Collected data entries
════

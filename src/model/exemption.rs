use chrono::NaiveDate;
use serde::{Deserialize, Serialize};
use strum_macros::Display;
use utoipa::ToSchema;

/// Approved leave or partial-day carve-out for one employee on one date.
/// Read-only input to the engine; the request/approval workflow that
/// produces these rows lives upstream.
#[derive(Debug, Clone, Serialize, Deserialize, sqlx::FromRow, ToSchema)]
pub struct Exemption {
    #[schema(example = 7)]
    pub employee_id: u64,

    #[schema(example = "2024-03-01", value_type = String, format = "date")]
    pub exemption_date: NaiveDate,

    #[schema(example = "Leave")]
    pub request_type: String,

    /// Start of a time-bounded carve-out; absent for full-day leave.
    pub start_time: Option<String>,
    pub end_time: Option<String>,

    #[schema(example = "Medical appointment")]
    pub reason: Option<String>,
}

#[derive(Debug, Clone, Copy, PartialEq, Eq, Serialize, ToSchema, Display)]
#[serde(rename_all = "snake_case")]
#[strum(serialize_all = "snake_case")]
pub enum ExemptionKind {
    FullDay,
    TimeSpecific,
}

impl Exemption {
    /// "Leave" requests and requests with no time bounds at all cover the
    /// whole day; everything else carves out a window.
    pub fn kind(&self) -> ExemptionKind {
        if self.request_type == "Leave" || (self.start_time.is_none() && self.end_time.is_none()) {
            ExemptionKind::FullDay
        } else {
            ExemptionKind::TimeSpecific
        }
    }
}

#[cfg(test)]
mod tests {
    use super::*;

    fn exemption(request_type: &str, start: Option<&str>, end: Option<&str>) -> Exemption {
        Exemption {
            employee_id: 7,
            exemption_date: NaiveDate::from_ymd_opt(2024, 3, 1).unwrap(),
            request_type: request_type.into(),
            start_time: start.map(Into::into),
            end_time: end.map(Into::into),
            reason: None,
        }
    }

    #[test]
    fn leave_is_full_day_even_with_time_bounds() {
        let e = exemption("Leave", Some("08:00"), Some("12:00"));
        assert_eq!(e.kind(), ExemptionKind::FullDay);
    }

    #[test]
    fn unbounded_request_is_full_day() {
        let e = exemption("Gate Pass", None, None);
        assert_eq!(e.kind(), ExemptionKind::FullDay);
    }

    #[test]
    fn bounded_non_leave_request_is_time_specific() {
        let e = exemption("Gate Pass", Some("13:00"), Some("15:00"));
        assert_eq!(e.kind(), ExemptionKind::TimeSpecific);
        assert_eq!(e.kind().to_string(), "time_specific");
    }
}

════

Instructions for the task
Please determine how many lines of the records above contain "FullDay", and state that number only.

Response
4